Justice Henry Billings Brown
Justice Henry Billings Brown joined the U.S. Supreme Court on January 5, 1891, replacing Justice Samuel Freeman Miller. Brown was born on March 2, 1836 in western Massachusetts. He graduated from Yale in 1856 and briefly studied law at both Yale Law School and Harvard Law School, although he did not earn a degree from either program. Brown then was admitted to the Michigan bar and started practicing law in Detroit.
In 1868, Brown briefly served as a judge on the Wayne Circuit Court in the Michigan state court system. President Ulysses S. Grant appointed him to the U.S. District Court for the Eastern District of Michigan, a federal trial court, in 1875. He would remain there for 15 years.

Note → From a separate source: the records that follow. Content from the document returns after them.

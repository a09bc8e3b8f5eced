//! WebRTC signaling proxy
//!
//! Forwards WHIP (publish) and WHEP (subscribe) SDP exchanges to the media relay,
//! optionally rewriting both directions for low latency. Relay errors are passed
//! back with their original status and body. Also provides the best-effort stream
//! stop used by `/stop`.

pub mod cors;

use std::collections::BTreeSet;
use std::sync::Arc;

use axum::{
    body::Body,
    http::{header, StatusCode},
    response::{IntoResponse, Response},
};
use futures::future::join_all;
use sharecast_core::models::{RoomId, StreamName};
use sharecast_core::{Error, LatencyMode, RelayClient, RelayResponse, Result, RtcEndpoint, SdpOptimizer};
use tracing::{debug, info, warn};

/// Proxies signaling requests to the relay
#[derive(Clone)]
pub struct SignalingProxy {
    relay: Arc<RelayClient>,
}

impl SignalingProxy {
    pub fn new(relay: Arc<RelayClient>) -> Self {
        Self { relay }
    }

    #[must_use]
    pub fn relay(&self) -> &Arc<RelayClient> {
        &self.relay
    }

    /// Forward a publish offer to the relay's WHIP endpoint.
    pub async fn publish(
        &self,
        room: &RoomId,
        stream: &StreamName,
        offer: &str,
        low_latency: bool,
    ) -> Result<RelayResponse> {
        self.exchange(RtcEndpoint::Whip, room, stream, offer, low_latency)
            .await
    }

    /// Forward a playback offer to the relay's WHEP endpoint.
    pub async fn subscribe(
        &self,
        room: &RoomId,
        stream: &StreamName,
        offer: &str,
        low_latency: bool,
    ) -> Result<RelayResponse> {
        self.exchange(RtcEndpoint::Whep, room, stream, offer, low_latency)
            .await
    }

    async fn exchange(
        &self,
        endpoint: RtcEndpoint,
        room: &RoomId,
        stream: &StreamName,
        offer: &str,
        low_latency: bool,
    ) -> Result<RelayResponse> {
        if offer.trim().is_empty() {
            return Err(Error::InvalidInput("Missing SDP offer in request body".to_string()));
        }

        let optimizer = SdpOptimizer::new(match endpoint {
            RtcEndpoint::Whip => LatencyMode::Publish,
            RtcEndpoint::Whep => LatencyMode::Playback,
        });

        let offer = if low_latency {
            optimizer.optimize(offer)
        } else {
            offer.to_string()
        };

        debug!(
            endpoint = %endpoint,
            room = %room,
            stream = %stream,
            offer_len = offer.len(),
            low_latency,
            "Forwarding SDP offer to relay"
        );

        let mut response = self
            .relay
            .exchange_sdp(endpoint, room.as_str(), stream.as_str(), offer, low_latency)
            .await?;

        if !response.is_success() {
            warn!(
                endpoint = %endpoint,
                room = %room,
                stream = %stream,
                status = response.status,
                body = %response.body,
                "Relay rejected SDP offer"
            );
            return Ok(response);
        }

        if low_latency {
            response.body = optimizer.optimize(&response.body);
        }

        info!(endpoint = %endpoint, room = %room, stream = %stream, "SDP exchange complete");
        Ok(response)
    }

    /// Ask the relay to drop a stream.
    ///
    /// Tries a direct kick by name first. If that fails, looks the stream up and kicks
    /// its publisher plus every client attached to it. Every step is best-effort.
    pub async fn stop(&self, stream: &str) -> StopOutcome {
        match self.relay.kick_client(stream).await {
            Ok(()) => {
                info!(stream, "Stream stopped by direct kick");
                return StopOutcome {
                    stream: stream.to_string(),
                    direct: true,
                    kicked: vec![stream.to_string()],
                };
            }
            Err(e) => warn!(stream, error = %e, "Could not kick client directly, falling back"),
        }

        let targets = match self.collect_kick_targets(stream).await {
            Ok(targets) => targets,
            Err(e) => {
                warn!(stream, error = %e, "Fallback stream lookup failed");
                BTreeSet::new()
            }
        };

        let results = join_all(targets.iter().map(|id| async move {
            (id, self.relay.kick_client(id).await)
        }))
        .await;

        let mut kicked = Vec::new();
        for (id, result) in results {
            match result {
                Ok(()) => {
                    info!(stream, client_id = %id, "Kicked client");
                    kicked.push(id.clone());
                }
                Err(e) => warn!(stream, client_id = %id, error = %e, "Could not kick client"),
            }
        }

        StopOutcome {
            stream: stream.to_string(),
            direct: false,
            kicked,
        }
    }

    async fn collect_kick_targets(&self, stream: &str) -> Result<BTreeSet<String>> {
        let streams = self.relay.list_streams().await?;
        let Some(target) = streams.into_iter().find(|s| s.name == stream) else {
            debug!(stream, "Stream not found on relay");
            return Ok(BTreeSet::new());
        };

        let mut ids = BTreeSet::new();
        if let Some(cid) = target.publish.cid {
            ids.insert(cid);
        }

        match self.relay.list_clients().await {
            Ok(clients) => ids.extend(
                clients
                    .into_iter()
                    .filter(|c| c.stream.as_deref() == Some(target.id.as_str()))
                    .map(|c| c.id),
            ),
            Err(e) => warn!(stream, error = %e, "Could not list relay clients"),
        }

        Ok(ids)
    }
}

/// What `stop` managed to do. The request itself always succeeds.
#[derive(Debug, Clone, PartialEq, Eq)]
pub struct StopOutcome {
    pub stream: String,
    pub direct: bool,
    pub kicked: Vec<String>,
}

impl StopOutcome {
    #[must_use]
    pub fn message(&self) -> String {
        format!("Stream {} stop requested", self.stream)
    }
}

/// Turn a relay response into an HTTP response without altering status or body.
#[must_use]
pub fn forward_relay_response(response: RelayResponse, default_content_type: &str) -> Response {
    let status = StatusCode::from_u16(response.status).unwrap_or(StatusCode::BAD_GATEWAY);
    let content_type = response
        .content_type
        .unwrap_or_else(|| default_content_type.to_string());

    Response::builder()
        .status(status)
        .header(header::CONTENT_TYPE, content_type)
        .header(header::CACHE_CONTROL, "no-cache")
        .body(Body::from(response.body))
        .unwrap_or_else(|e| {
            warn!(error = %e, "Failed to build forwarded response");
            StatusCode::BAD_GATEWAY.into_response()
        })
}

#[cfg(test)]
mod tests {
    use super::*;
    use http_body_util::BodyExt;
    use sharecast_core::config::RelayConfig;
    use wiremock::matchers::{body_string_contains, header, method, path, query_param};
    use wiremock::{Mock, MockServer, ResponseTemplate};

    const OFFER: &str = "v=0\r\ns=-\r\nm=video 9 UDP/TLS/RTP/SAVPF 96\r\na=setup:actpass\r\na=rtpmap:96 H264/90000\r\n";
    const ANSWER: &str = "v=0\r\ns=-\r\nm=video 9 UDP/TLS/RTP/SAVPF 96\r\na=setup:passive\r\na=rtpmap:96 H264/90000\r\n";

    fn proxy_for(server: &MockServer) -> SignalingProxy {
        let relay = RelayClient::new(&RelayConfig {
            api_url: server.uri(),
            request_timeout_seconds: 5,
        })
        .expect("relay client");
        SignalingProxy::new(Arc::new(relay))
    }

    #[tokio::test]
    async fn test_publish_optimizes_both_directions() {
        let server = MockServer::start().await;
        Mock::given(method("POST"))
            .and(path("/rtc/v1/whip/"))
            .and(query_param("app", "demo"))
            .and(query_param("stream", "alice"))
            .and(header("X-Low-Latency", "true"))
            .and(body_string_contains("a=x-google-flag:low-latency\r\n"))
            .and(body_string_contains("a=rtcp-fb:96 nack pli"))
            .respond_with(
                ResponseTemplate::new(201)
                    .insert_header("content-type", "application/sdp")
                    .set_body_string(ANSWER),
            )
            .expect(1)
            .mount(&server)
            .await;

        let response = proxy_for(&server)
            .publish(&RoomId::from("demo"), &StreamName::from("alice"), OFFER, true)
            .await
            .expect("publish");

        assert_eq!(response.status, 201);
        assert!(response.body.contains("a=rtcp-fb:96 nack\r\n"));
        assert!(response.body.contains("a=x-google-max-playout-delay:100"));
    }

    #[tokio::test]
    async fn test_subscribe_without_low_latency_is_untouched() {
        let server = MockServer::start().await;
        Mock::given(method("POST"))
            .and(path("/rtc/v1/whep/"))
            .and(wiremock::matchers::body_string(OFFER))
            .respond_with(ResponseTemplate::new(200).set_body_string(ANSWER))
            .expect(1)
            .mount(&server)
            .await;

        let response = proxy_for(&server)
            .subscribe(&RoomId::from("demo"), &StreamName::from("alice"), OFFER, false)
            .await
            .expect("subscribe");

        assert_eq!(response.body, ANSWER);
    }

    #[tokio::test]
    async fn test_relay_error_passes_through() {
        let server = MockServer::start().await;
        Mock::given(method("POST"))
            .and(path("/rtc/v1/whip/"))
            .respond_with(ResponseTemplate::new(400).set_body_string("invalid sdp: no ice-ufrag"))
            .mount(&server)
            .await;

        let response = proxy_for(&server)
            .publish(&RoomId::from("demo"), &StreamName::from("alice"), OFFER, true)
            .await
            .expect("response");

        assert_eq!(response.status, 400);
        assert_eq!(response.body, "invalid sdp: no ice-ufrag");

        let http = forward_relay_response(response, "application/sdp");
        assert_eq!(http.status(), StatusCode::BAD_REQUEST);
        let body = http.into_body().collect().await.expect("body").to_bytes();
        assert_eq!(&body[..], b"invalid sdp: no ice-ufrag");
    }

    #[tokio::test]
    async fn test_empty_offer_rejected() {
        let server = MockServer::start().await;
        let err = proxy_for(&server)
            .publish(&RoomId::from("demo"), &StreamName::from("alice"), "  ", true)
            .await
            .expect_err("empty offer");
        assert!(matches!(err, Error::InvalidInput(_)));
    }

    #[tokio::test]
    async fn test_stop_direct_kick() {
        let server = MockServer::start().await;
        Mock::given(method("DELETE"))
            .and(path("/api/v1/clients/alice"))
            .respond_with(ResponseTemplate::new(200).set_body_string(r#"{"code":0}"#))
            .expect(1)
            .mount(&server)
            .await;

        let outcome = proxy_for(&server).stop("alice").await;
        assert!(outcome.direct);
        assert_eq!(outcome.message(), "Stream alice stop requested");
    }

    #[tokio::test]
    async fn test_stop_falls_back_to_stream_clients() {
        let server = MockServer::start().await;
        Mock::given(method("DELETE"))
            .and(path("/api/v1/clients/alice"))
            .respond_with(ResponseTemplate::new(404))
            .mount(&server)
            .await;
        Mock::given(method("GET"))
            .and(path("/api/v1/streams/"))
            .respond_with(ResponseTemplate::new(200).set_body_string(
                r#"{"streams":[{"id":"x1","app":"demo","name":"alice","publish":{"active":true,"cid":"pub1"}}]}"#,
            ))
            .mount(&server)
            .await;
        Mock::given(method("GET"))
            .and(path("/api/v1/clients/"))
            .respond_with(ResponseTemplate::new(200).set_body_string(
                r#"{"clients":[{"id":"pub1","stream":"x1","publish":true},{"id":"v1","stream":"x1"},{"id":"v2","stream":"x9"}]}"#,
            ))
            .mount(&server)
            .await;
        for id in ["pub1", "v1"] {
            Mock::given(method("DELETE"))
                .and(path(format!("/api/v1/clients/{id}")))
                .respond_with(ResponseTemplate::new(200))
                .expect(1)
                .mount(&server)
                .await;
        }

        let outcome = proxy_for(&server).stop("alice").await;
        assert!(!outcome.direct);
        assert_eq!(outcome.kicked, vec!["pub1".to_string(), "v1".to_string()]);
    }

    #[tokio::test]
    async fn test_stop_survives_unreachable_relay() {
        let server = MockServer::start().await;
        Mock::given(method("DELETE"))
            .respond_with(ResponseTemplate::new(500))
            .mount(&server)
            .await;
        Mock::given(method("GET"))
            .respond_with(ResponseTemplate::new(500))
            .mount(&server)
            .await;

        let outcome = proxy_for(&server).stop("ghost").await;
        assert!(!outcome.direct);
        assert!(outcome.kicked.is_empty());
    }
}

On December 23, 1890, President Benjamin Harrison nominated Brown to the U.S. Supreme Court. The Senate confirmed him on December 29, and he took the judicial oath about a week later. Brown is largely remembered for writing the majority opinion in one of the most infamous decisions in Supreme Court history. The 1896 case of Plessy v. Ferguson stood for the "separate but equal" principle that bolstered Jim Crow laws throughout the South for over half a century. The Court repudiated it in 1954 with Brown v. Board of Education, which mandated the racial desegregation of public schools.

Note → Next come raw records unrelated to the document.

mod server;

use anyhow::Result;
use std::sync::Arc;
use tracing::info;

use sharecast_core::{config::load_config, logging, RelayClient};
use sharecast_hub::{
    InMemoryPresenceStore, InMemorySnapshotStore, LocalChannelRegistry, StreamBroadcaster,
    StreamPoller,
};
use sharecast_proxy::SignalingProxy;

use server::{ShareCastServer, Services};

#[tokio::main]
async fn main() -> Result<()> {
    // 1. Load configuration
    let config = load_config();

    // 2. Validate configuration (fail fast on misconfigurations)
    if let Err(errors) = config.validate() {
        for e in &errors {
            eprintln!("Config validation error: {e}");
        }
        return Err(anyhow::anyhow!(
            "Configuration validation failed with {} error(s)",
            errors.len()
        ));
    }

    // 3. Initialize logging
    logging::init_logging(&config.logging)?;
    info!("Sharecast gateway starting...");
    info!("HTTP address: {}", config.http_address());
    info!("Relay API: {}", config.relay.api_url);

    // 4. Relay client
    let relay = Arc::new(RelayClient::new(&config.relay)?);

    // 5. In-memory stores and fan-out
    let presence = Arc::new(InMemoryPresenceStore::new(config.presence.ttl()));
    let snapshots = Arc::new(InMemorySnapshotStore::new());
    let registry = Arc::new(LocalChannelRegistry::with_capacity(
        config.streams.channel_capacity,
    ));
    let broadcaster = Arc::new(StreamBroadcaster::new(registry, snapshots.clone()));
    info!(
        "Presence TTL: {:?}, poll interval: {:?}, heartbeat interval: {:?}",
        config.presence.ttl(),
        config.streams.poll_interval(),
        config.streams.heartbeat_interval()
    );

    // 6. Stream poller
    let poller = Arc::new(StreamPoller::new(
        relay.clone(),
        snapshots,
        broadcaster.clone(),
    ));

    let services = Services {
        presence,
        broadcaster,
        poller,
        proxy: SignalingProxy::new(relay),
    };

    // 7. Start everything and wait for shutdown
    ShareCastServer::new(config, services).start().await
}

Brown retired from the Court on May 28, 1906 and was replaced by Justice William Henry Moody. He died on September 4, 1913 in Westchester County, New York and was buried in Detroit. The 12,000-square foot mansion that he built on 16th Street in Washington, D.C. is now the embassy of the Republic of Congo.
Selected Opinions by Justice Brown:
Mifflin v. R.H. White Co. (1903)Topic: Copyrights
When there is no evidence that the publishers were the assignees or acted as the agents of the author for the purpose of taking out copyright, the copyright entry of a magazine will not validate the copyright entry subsequently made under a different title by the author of a portion of the contents of the magazine.
Westinghouse v. Boyden Power Brake Co. (1898)
Topic: Patents
Even if the patentee brings the defendant within the letter of their claims, infringement should not be found if the defendant has so far changed the principle of the device that the claims of the patent, literally construed, have ceased to represent their actual invention.
Plessy v. Ferguson (1896)
Topic: Equal Protection
A law that authorizes or even requires the separation of the two races in public conveyances is not unreasonable. (This decision essentially applied rational basis review to what would now be considered a suspect classification and was overturned by Brown v. Board of Education.)